# ‘Home is where the heart is’ Cheswick school, Deepcut - December 2011



## jojogingerhead (Dec 19, 2011)

This is my first explore post although I have been to quite a few locations in the Sussex area. In the process of moving house a few weeks ago, I noticed this derelict house from the road in Deepcut. I think it was probably part of Cheswick school but can’t be sure and cant find anything after doing some googling either. I went back to check it out properly on the weekend dragging my poor mum with me! 

It was pretty small, a creepy old house with signs of decaying everyday life scattered throughout including a pair of neon pink leopard print pants. The best bit was an old rotting teddy that someone had positioned atop childs chair in front of a smashed up TV with the words 'home is where the heart is' emblazoned behind it on the wall. There were also some other rather odd slogans daubed across the walls in childlike black paint. I would love to know who the author was...

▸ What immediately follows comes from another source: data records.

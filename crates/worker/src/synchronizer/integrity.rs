//! Integrity section merge.

use super::{DiscardReason, PayloadOutcome, record_discard};
use crate::error::WorkerResult;
use crate::merge::merge_integrity;
use crate::state::AppState;
use pkgmeta_core::{FetchStatus, IntegrityMeta, PackageCoordinate};
use pkgmeta_metadata::models::IntegrityMetaRow;
use pkgmeta_metadata::{MetadataError, RecordWrite};
use time::OffsetDateTime;

const SECTION: &str = "integrity";

/// Merge the section and return the record as it stands afterwards, so the
/// integrity match can run against it even when the section was discarded.
pub(super) async fn merge(
    state: &AppState,
    coordinate: &PackageCoordinate,
    meta: &IntegrityMeta,
    now: OffsetDateTime,
) -> WorkerResult<(PayloadOutcome, IntegrityMetaRow)> {
    let store = state.metadata.as_ref();
    let canonical = coordinate.canonical();
    let key = canonical.as_str();

    let (write, row) = state
        .run_with_retry(|_| async move {
            let mut stored: Option<IntegrityMetaRow> = None;
            let mut edit = |current: Option<&IntegrityMetaRow>| {
                if let Some(row) =
                    current.filter(|row| row.fetch_status() == Some(FetchStatus::Processed))
                {
                    stored = Some(row.clone());
                    return None;
                }
                let mut row = current
                    .cloned()
                    .unwrap_or_else(|| IntegrityMetaRow::new(key));
                merge_integrity(&mut row, meta, now);
                stored = Some(row.clone());
                Some(row)
            };
            let write = store.modify_integrity_meta(key, &mut edit).await?;
            let row = stored.ok_or_else(|| {
                MetadataError::Internal(format!("integrity_meta {key} was not read"))
            })?;
            Ok((write, row))
        })
        .await?;

    let outcome = match write {
        RecordWrite::Created => PayloadOutcome::Created,
        RecordWrite::Updated => PayloadOutcome::Updated,
        RecordWrite::Unchanged => PayloadOutcome::Discarded(DiscardReason::AlreadyProcessed),
    };
    match outcome {
        PayloadOutcome::Discarded(reason) => record_discard(SECTION, key, reason),
        _ => tracing::debug!(
            purl = %key,
            status = row.status.as_deref().unwrap_or_default(),
            "Integrity record merged"
        ),
    }
    Ok((outcome, row))
}
//! Metadata store abstraction and implementations for package metadata.
//!
//! This crate persists the state shared by the fetch coordinator and the
//! result synchronizer:
//! - Health, integrity and latest-version records per package
//! - Tracked components and their integrity analysis
//! - Orphaned record cleanup
//! - Bounded retry for racing first inserts

pub mod error;
pub mod models;
pub mod postgres;
pub mod repos;
pub mod retry;
pub mod store;

pub use error::{MetadataError, MetadataResult};
pub use postgres::PostgresStore;
pub use repos::RecordWrite;
pub use retry::run_with_retry;
pub use store::{MetadataStore, SqliteStore};

use pkgmeta_core::config::MetadataConfig;
use std::sync::Arc;

/// Create a metadata store from configuration.
pub async fn from_config(config: &MetadataConfig) -> MetadataResult<Arc<dyn MetadataStore>> {
    match config {
        MetadataConfig::Sqlite {
            path,
            query_timeout_secs,
        } => {
            let store = SqliteStore::new(path, *query_timeout_secs).await?;
            Ok(Arc::new(store) as Arc<dyn MetadataStore>)
        }
        MetadataConfig::Postgres {
            url,
            host,
            port,
            username,
            password,
            database,
            ssl_mode,
            max_connections,
            statement_timeout_ms,
        } => {
            let store = if let Some(url) = url {
                tracing::info!("Connecting to PostgreSQL using connection URL");
                PostgresStore::from_url(url, *max_connections, *statement_timeout_ms).await?
            } else if let (Some(host), Some(database)) = (host.as_ref(), database.as_ref()) {
                PostgresStore::from_params(
                    host,
                    port.unwrap_or(5432),
                    username.as_deref(),
                    password.as_deref(),
                    database,
                    *ssl_mode,
                    *max_connections,
                    *statement_timeout_ms,
                )
                .await?
            } else {
                return Err(MetadataError::Config(
                    "postgres config requires either 'url' or 'host' + 'database'".to_string(),
                ));
            };
            Ok(Arc::new(store) as Arc<dyn MetadataStore>)
        }
    }
}
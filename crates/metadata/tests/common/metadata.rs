//! Metadata store test utilities.

use pkgmeta_metadata::{MetadataResult, MetadataStore, PostgresStore, SqliteStore};
use sqlx::{Pool, Postgres as SqlxPostgres, Sqlite};
use std::sync::Arc;
use tempfile::TempDir;
use testcontainers::{ContainerAsync, ImageExt, runners::AsyncRunner};
use testcontainers_modules::postgres::Postgres;

/// Stable prefix for Docker/container startup failures in Postgres test setup.
/// Tests use this marker to decide whether to skip due to unavailable Docker.
pub const POSTGRES_CONTAINER_START_ERR_PREFIX: &str = "postgres-container-start:";

/// A test metadata store wrapper that cleans up on drop.
#[allow(dead_code)]
pub struct TestMetadata {
    pub store: Arc<dyn MetadataStore>,
    pub(crate) sqlite_store: Arc<SqliteStore>,
    _temp_dir: TempDir,
}

impl TestMetadata {
    /// Create a new SQLite test store in a temporary directory.
    pub async fn new() -> MetadataResult<Self> {
        let temp_dir = tempfile::tempdir().expect("Failed to create temp directory");
        let db_path = temp_dir.path().join("test.db");
        let store = SqliteStore::new(&db_path, None).await?;
        let arc_store = Arc::new(store);

        Ok(Self {
            store: arc_store.clone(),
            sqlite_store: arc_store,
            _temp_dir: temp_dir,
        })
    }

    /// Get a reference to the metadata store.
    pub fn store(&self) -> Arc<dyn MetadataStore> {
        self.store.clone()
    }

    /// Get a reference to the SQLite connection pool for raw queries.
    #[allow(dead_code)]
    pub fn pool(&self) -> &Pool<Sqlite> {
        self.sqlite_store.pool()
    }
}

/// PostgreSQL test metadata store wrapper that manages a testcontainer.
#[allow(dead_code)]
pub struct PostgresTestMetadata {
    pub store: Arc<dyn MetadataStore>,
    pub(crate) postgres_store: Arc<PostgresStore>,
    _container: ContainerAsync<Postgres>,
}

impl PostgresTestMetadata {
    /// Create a new PostgreSQL test store with a testcontainer.
    pub async fn new() -> MetadataResult<Self> {
        let container = Postgres::default()
            .with_tag("15-alpine")
            .start()
            .await
            .map_err(|e| {
                pkgmeta_metadata::MetadataError::Internal(format!(
                    "{} Failed to start PostgreSQL container: {e}",
                    POSTGRES_CONTAINER_START_ERR_PREFIX
                ))
            })?;

        let host = container.get_host().await.expect("Failed to get host");
        let port = container
            .get_host_port_ipv4(5432)
            .await
            .expect("Failed to get port");

        // Default credentials from testcontainers-modules postgres
        let url = format!("postgres://postgres:postgres@{}:{}/postgres", host, port);

        let store = PostgresStore::new(&url, 5, None).await?;
        let arc_store = Arc::new(store);

        Ok(Self {
            store: arc_store.clone(),
            postgres_store: arc_store,
            _container: container,
        })
    }

    /// Get a reference to the metadata store.
    pub fn store(&self) -> Arc<dyn MetadataStore> {
        self.store.clone()
    }

    /// Get a reference to the PostgreSQL connection pool for raw queries.
    #[allow(dead_code)]
    pub fn pool(&self) -> &Pool<SqlxPostgres> {
        self.postgres_store.pool()
    }
}

/// Try to create a PostgreSQL test store, skipping if Docker is unavailable
/// or SKIP_POSTGRES_TESTS is set.
///
/// Only container-start failures cause a skip; schema or connection errors
/// still panic.
#[allow(dead_code)]
pub async fn postgres_or_skip() -> Option<PostgresTestMetadata> {
    if std::env::var("SKIP_POSTGRES_TESTS").is_ok() {
        return None;
    }
    match PostgresTestMetadata::new().await {
        Ok(metadata) => Some(metadata),
        Err(err) => {
            let msg = err.to_string();
            if msg.contains(POSTGRES_CONTAINER_START_ERR_PREFIX) {
                eprintln!("Skipping PostgreSQL test (Docker unavailable): {msg}");
                None
            } else {
                panic!("PostgreSQL test setup failed: {msg}");
            }
        }
    }
}

/// Run a test against both SQLite and PostgreSQL backends.
#[allow(dead_code)]
pub async fn run_metadata_test_both<F, Fut>(test_fn: F)
where
    F: Fn(Arc<dyn MetadataStore>) -> Fut + Clone,
    Fut: std::future::Future<Output = ()>,
{
    let sqlite = TestMetadata::new()
        .await
        .expect("Failed to create SQLite test metadata");
    test_fn.clone()(sqlite.store()).await;

    if let Some(postgres) = postgres_or_skip().await {
        test_fn(postgres.store()).await;
    }
}
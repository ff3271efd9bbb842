//! Row builders shared by the metadata tests.

use pkgmeta_core::{PackageCoordinate, RepositoryType};
use pkgmeta_metadata::models::{ComponentRow, RepositoryMetaRow};
use time::OffsetDateTime;
use uuid::Uuid;

/// Build a tracked component row for a coordinate string.
#[allow(dead_code)]
pub fn component(purl: &str) -> ComponentRow {
    let coordinate = PackageCoordinate::parse(purl).expect("valid test purl");
    ComponentRow {
        uuid: Uuid::new_v4(),
        purl: coordinate.canonical(),
        purl_coordinates: coordinate.coordinates(),
        repository_type: RepositoryType::resolve(&coordinate).as_str().to_string(),
        namespace: coordinate.namespace().unwrap_or_default().to_string(),
        name: coordinate.name().to_string(),
        internal: false,
        md5: None,
        sha1: None,
        sha256: None,
        sha512: None,
        created_at: now(),
    }
}

/// Build a latest-version row.
#[allow(dead_code)]
pub fn repository_meta(
    namespace: &str,
    name: &str,
    latest_version: &str,
    last_check: OffsetDateTime,
) -> RepositoryMetaRow {
    RepositoryMetaRow {
        repository_type: RepositoryType::Maven.as_str().to_string(),
        namespace: namespace.to_string(),
        name: name.to_string(),
        latest_version: Some(latest_version.to_string()),
        published: None,
        last_check,
    }
}

/// Current time truncated to whole seconds, so values survive a store round trip.
#[allow(dead_code)]
pub fn now() -> OffsetDateTime {
    let now = OffsetDateTime::now_utc();
    now.replace_nanosecond(0).unwrap_or(now)
}
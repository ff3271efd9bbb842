//! Health record repository.

use crate::error::MetadataResult;
use crate::models::HealthMetaRow;
use crate::repos::RecordWrite;
use async_trait::async_trait;

/// Repository for health records.
#[async_trait]
pub trait HealthMetaRepo: Send + Sync {
    /// Get the health record for a key.
    async fn get_health_meta(&self, purl: &str) -> MetadataResult<Option<HealthMetaRow>>;

    /// Insert a new health record.
    ///
    /// Fails with `UniqueViolation` if a record for the key already exists.
    async fn create_health_meta(&self, row: &HealthMetaRow) -> MetadataResult<()>;

    /// Overwrite an existing health record.
    ///
    /// Fails with `NotFound` if no record exists for the key.
    async fn update_health_meta(&self, row: &HealthMetaRow) -> MetadataResult<()>;

    /// Read the health record for a key and replace it with `edit`'s result,
    /// atomically with respect to other writers of the same key.
    ///
    /// `edit` sees the current row (or `None`) and returns the row to store,
    /// or `None` to leave the record untouched. A racing first insert fails
    /// with `UniqueViolation`; the caller retries and `edit` runs again.
    async fn modify_health_meta(
        &self,
        purl: &str,
        edit: &mut (dyn for<'a> FnMut(Option<&'a HealthMetaRow>) -> Option<HealthMetaRow> + Send),
    ) -> MetadataResult<RecordWrite>;
}
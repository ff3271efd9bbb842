//! Tracked component registration.
//!
//! Tracked components own metadata records: they receive downstream
//! signals, get integrity analyses, and keep their records alive through
//! the orphan sweep.

use crate::error::WorkerResult;
use crate::state::AppState;
use pkgmeta_core::{Hashes, PackageCoordinate, RepositoryType};
use pkgmeta_metadata::models::ComponentRow;
use time::OffsetDateTime;
use uuid::Uuid;

/// A component to start (or keep) tracking.
#[derive(Clone, Debug)]
pub struct TrackRequest {
    pub coordinate: PackageCoordinate,
    /// Generated when absent.
    pub uuid: Option<Uuid>,
    pub internal: bool,
    /// Hashes of the component as observed by the caller.
    pub hashes: Hashes,
}

/// Insert or replace a tracked component. Re-tracking an existing UUID
/// keeps its creation time.
pub async fn track_component(
    state: &AppState,
    request: TrackRequest,
    now: OffsetDateTime,
) -> WorkerResult<ComponentRow> {
    let uuid = request.uuid.unwrap_or_else(Uuid::new_v4);
    let created_at = match state.metadata.get_component(uuid).await? {
        Some(existing) => existing.created_at,
        None => now,
    };

    let coordinate = &request.coordinate;
    let component = ComponentRow {
        uuid,
        purl: coordinate.canonical(),
        purl_coordinates: coordinate.coordinates(),
        repository_type: RepositoryType::resolve(coordinate).as_str().to_string(),
        namespace: coordinate.namespace().unwrap_or_default().to_string(),
        name: coordinate.name().to_string(),
        internal: request.internal,
        md5: normalize_hash(request.hashes.md5),
        sha1: normalize_hash(request.hashes.sha1),
        sha256: normalize_hash(request.hashes.sha256),
        sha512: normalize_hash(request.hashes.sha512),
        created_at,
    };
    state.metadata.upsert_component(&component).await?;

    tracing::info!(
        component_uuid = %component.uuid,
        purl = %component.purl,
        internal = component.internal,
        "Component tracked"
    );
    Ok(component)
}

fn normalize_hash(hash: Option<String>) -> Option<String> {
    hash.map(|h| h.trim().to_ascii_lowercase())
        .filter(|h| !h.is_empty())
}
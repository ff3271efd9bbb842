//! Package metadata worker binary.

use anyhow::{Context, Result};
use clap::{Parser, Subcommand};
use figment::Figment;
use figment::providers::{Env, Format, Toml};
use pkgmeta_core::config::AppConfig;
use pkgmeta_core::{Hashes, MetadataKind, PackageCoordinate};
use pkgmeta_worker::{
    AppState, ComponentProjection, EvaluationOutcome, FetchCoordinator, TrackRequest,
    consume_lines, create_router, run_maintenance, track_component,
};
use std::net::SocketAddr;
use time::OffsetDateTime;
use tokio::io::BufReader;
use tracing_subscriber::{layer::SubscriberExt, util::SubscriberInitExt};
use uuid::Uuid;

/// pkgmetad - package metadata fetch coordinator and result synchronizer
#[derive(Parser, Debug)]
#[command(name = "pkgmetad")]
#[command(version, about, long_about = None)]
struct Args {
    /// Path to configuration file
    #[arg(
        short,
        long,
        env = "PKGMETA_CONFIG",
        default_value = "config/pkgmeta.toml"
    )]
    config: String,

    #[command(subcommand)]
    command: Command,
}

#[derive(Subcommand, Debug)]
enum Command {
    /// Synchronize fetch result messages (JSON Lines) and serve /health and /metrics
    Consume {
        /// Input file, or "-" for stdin
        #[arg(short, long, default_value = "-")]
        input: String,
    },
    /// Evaluate one package and trigger a fetch if its metadata is missing or stale
    Evaluate {
        /// Package URL
        #[arg(long)]
        purl: String,
        /// Metadata kind (integrity or health)
        #[arg(long)]
        kind: MetadataKind,
        /// UUID of the component the fetch is for
        #[arg(long)]
        uuid: Option<Uuid>,
        /// Mark the component as internal
        #[arg(long)]
        internal: bool,
    },
    /// Start tracking a component
    Track {
        /// Package URL
        #[arg(long)]
        purl: String,
        /// Component UUID (generated when omitted)
        #[arg(long)]
        uuid: Option<Uuid>,
        /// Mark the component as internal
        #[arg(long)]
        internal: bool,
        #[arg(long)]
        md5: Option<String>,
        #[arg(long)]
        sha1: Option<String>,
        #[arg(long)]
        sha256: Option<String>,
        #[arg(long)]
        sha512: Option<String>,
    },
    /// Delete metadata records no tracked component refers to
    Sweep,
}

#[tokio::main]
async fn main() -> Result<()> {
    // Parse CLI arguments
    let args = Args::parse();

    // Initialize tracing
    tracing_subscriber::registry()
        .with(
            tracing_subscriber::EnvFilter::try_from_default_env()
                .unwrap_or_else(|_| "info,tower_http=info".into()),
        )
        .with(tracing_subscriber::fmt::layer())
        .init();

    // Startup banner
    tracing::info!("pkgmetad v{}", env!("CARGO_PKG_VERSION"));

    let config = load_config(&args.config)?;

    // Register Prometheus metrics
    pkgmeta_worker::metrics::register_metrics();

    // Initialize metadata store
    let metadata = pkgmeta_metadata::from_config(&config.metadata)
        .await
        .context("failed to initialize metadata store")?;
    tracing::info!("Metadata store initialized");

    let dispatcher = pkgmeta_worker::dispatch::from_config(&config.dispatch)
        .await
        .context("failed to initialize fetch dispatcher")?;
    let notifier = pkgmeta_worker::notify::from_config(&config.notify)
        .await
        .context("failed to initialize downstream notifier")?;

    let state = AppState::new(config, metadata, dispatcher, notifier)
        .context("invalid configuration")?;

    match args.command {
        Command::Consume { input } => consume(state, &input).await,
        Command::Evaluate {
            purl,
            kind,
            uuid,
            internal,
        } => evaluate(&state, &purl, kind, uuid, internal).await,
        Command::Track {
            purl,
            uuid,
            internal,
            md5,
            sha1,
            sha256,
            sha512,
        } => {
            let coordinate = PackageCoordinate::parse(&purl).context("invalid package URL")?;
            let request = TrackRequest {
                coordinate,
                uuid,
                internal,
                hashes: Hashes {
                    md5,
                    sha1,
                    sha256,
                    sha512,
                },
            };
            let component = track_component(&state, request, OffsetDateTime::now_utc())
                .await
                .context("failed to track component")?;
            println!("{}", component.uuid);
            Ok(())
        }
        Command::Sweep => {
            let stats = run_maintenance(state.metadata.as_ref())
                .await
                .context("orphan sweep failed")?;
            println!("{}", serde_json::to_string(&stats)?);
            Ok(())
        }
    }
}

/// Load configuration (file is optional, env vars can provide/override everything).
fn load_config(path: &str) -> Result<AppConfig> {
    let config_path = std::path::Path::new(path);
    let mut figment = Figment::new();

    if config_path.exists() {
        tracing::info!(config_path = %path, "Loading configuration from file");
        figment = figment.merge(Toml::file(path));
    } else {
        tracing::debug!("No config file found at {}", path);
    }

    let config: AppConfig = figment
        .merge(Env::prefixed("PKGMETA_").split("__"))
        .extract()
        .context("failed to load configuration")?;
    config.validate().context("invalid configuration")?;
    Ok(config)
}

async fn consume(state: AppState, input: &str) -> Result<()> {
    let addr: SocketAddr = state
        .config
        .server
        .bind
        .parse()
        .context("invalid bind address")?;
    let listener = tokio::net::TcpListener::bind(addr)
        .await
        .with_context(|| format!("failed to bind to {}", addr))?;
    tracing::info!("Listening on {}", addr);

    let app = create_router(state.clone());
    tokio::spawn(async move {
        if let Err(e) = axum::serve(listener, app).await {
            tracing::error!(error = %e, "Operational HTTP server stopped");
        }
    });

    let stats = if input == "-" {
        consume_lines(&state, BufReader::new(tokio::io::stdin())).await?
    } else {
        let file = tokio::fs::File::open(input)
            .await
            .with_context(|| format!("failed to open {}", input))?;
        consume_lines(&state, BufReader::new(file)).await?
    };

    println!("{}", serde_json::to_string(&stats)?);
    if stats.failed > 0 {
        anyhow::bail!("{} result messages failed and need redelivery", stats.failed);
    }
    Ok(())
}

async fn evaluate(
    state: &AppState,
    purl: &str,
    kind: MetadataKind,
    uuid: Option<Uuid>,
    internal: bool,
) -> Result<()> {
    let coordinate = PackageCoordinate::parse(purl).context("invalid package URL")?;
    let coordinator = FetchCoordinator::select(kind, &coordinate, &state.policy);

    let mut component = ComponentProjection::new(coordinate).with_internal(internal);
    if let Some(uuid) = uuid {
        component = component.with_uuid(uuid);
    }

    let outcome = coordinator
        .evaluate(state, &component, OffsetDateTime::now_utc())
        .await
        .context("evaluation failed")?;

    match outcome {
        EvaluationOutcome::Unsupported(kind) => {
            println!("unsupported: {} metadata is not fetched for {}", kind, purl);
        }
        EvaluationOutcome::Health(row) => {
            println!("{} {}", row.purl, row.status.as_deref().unwrap_or("-"));
        }
        EvaluationOutcome::Integrity(row) => {
            println!("{} {}", row.purl, row.status.as_deref().unwrap_or("-"));
        }
    }
    Ok(())
}
//! Fetch trigger dispatch.
//!
//! This module provides:
//!
//! - [`FetchDispatcher`]: Trait for handing fetch triggers to the external fetch workers
//! - [`LogDispatcher`]: Logs each trigger and drops it
//! - [`OutboxDispatcher`]: Appends each trigger to a JSON Lines outbox file
//! - [`InMemoryDispatcher`]: Records triggers for tests
//!
//! Dispatch is fire-and-forget. Delivery is at-least-once; a trigger lost
//! after its in-progress marker was persisted is recovered by the stalled
//! fetch rule of the freshness policy.

pub mod memory;
pub mod outbox;

pub use memory::InMemoryDispatcher;
pub use outbox::{JsonlOutbox, OutboxDispatcher};

use crate::error::WorkerResult;
use async_trait::async_trait;
use pkgmeta_core::FetchTrigger;
use pkgmeta_core::config::OutboundConfig;
use std::sync::Arc;

/// Sink for fetch triggers.
#[async_trait]
pub trait FetchDispatcher: Send + Sync {
    /// Hand a trigger to the fetch workers without waiting for the fetch.
    async fn dispatch(&self, trigger: FetchTrigger) -> WorkerResult<()>;
}

/// Dispatcher that only logs triggers.
#[derive(Debug, Default, Clone, Copy)]
pub struct LogDispatcher;

#[async_trait]
impl FetchDispatcher for LogDispatcher {
    async fn dispatch(&self, trigger: FetchTrigger) -> WorkerResult<()> {
        tracing::info!(
            purl = %trigger.purl,
            component_uuid = ?trigger.component_uuid,
            internal = trigger.internal,
            requested = ?trigger.requested,
            "Fetch trigger"
        );
        Ok(())
    }
}

/// Create a dispatcher from configuration.
pub async fn from_config(config: &OutboundConfig) -> WorkerResult<Arc<dyn FetchDispatcher>> {
    match config {
        OutboundConfig::Log => Ok(Arc::new(LogDispatcher) as Arc<dyn FetchDispatcher>),
        OutboundConfig::Outbox { path } => {
            let dispatcher = OutboxDispatcher::open(path).await?;
            Ok(Arc::new(dispatcher) as Arc<dyn FetchDispatcher>)
        }
    }
}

Unfortunately my mum wouldn’t let me go up the stairs as they were so rotten (I am a fully gown adult!) so I couldn’t get any photos in the top half of the house. I did a google maps search after and there appears to be an abandoned swimming pool and some other buildings plus tennis courts too so will probably go back for a further reckie (without my mum) at some point!


----------



## UrbanX (Dec 19, 2011)

Welcome to the forum! Nice pics and write up.  
I look forward to more from ya!


----------



## st33ly (Dec 19, 2011)

Nice pics . You just need to resize them as they are massive at the moment and took ages to load.


----------



## Priority 7 (Dec 19, 2011)

Yea ditto top start to the forums keep 'em coming. definitely resize the photos though


----------



## cuboard (Dec 19, 2011)

Your pictures look great, i like the shot with the bear watching tele, very grimy.


----------



## smiler (Dec 19, 2011)

Never argue with your Mum, not a good idea if you want feeding, clean cloths etc, Nice Report and Pics, Thanks.


----------



## jojogingerhead (Dec 20, 2011)

The teddy bear makes me feel sad...

I have resized the pics now, I'm really sorry I didn't realise they were so huge! 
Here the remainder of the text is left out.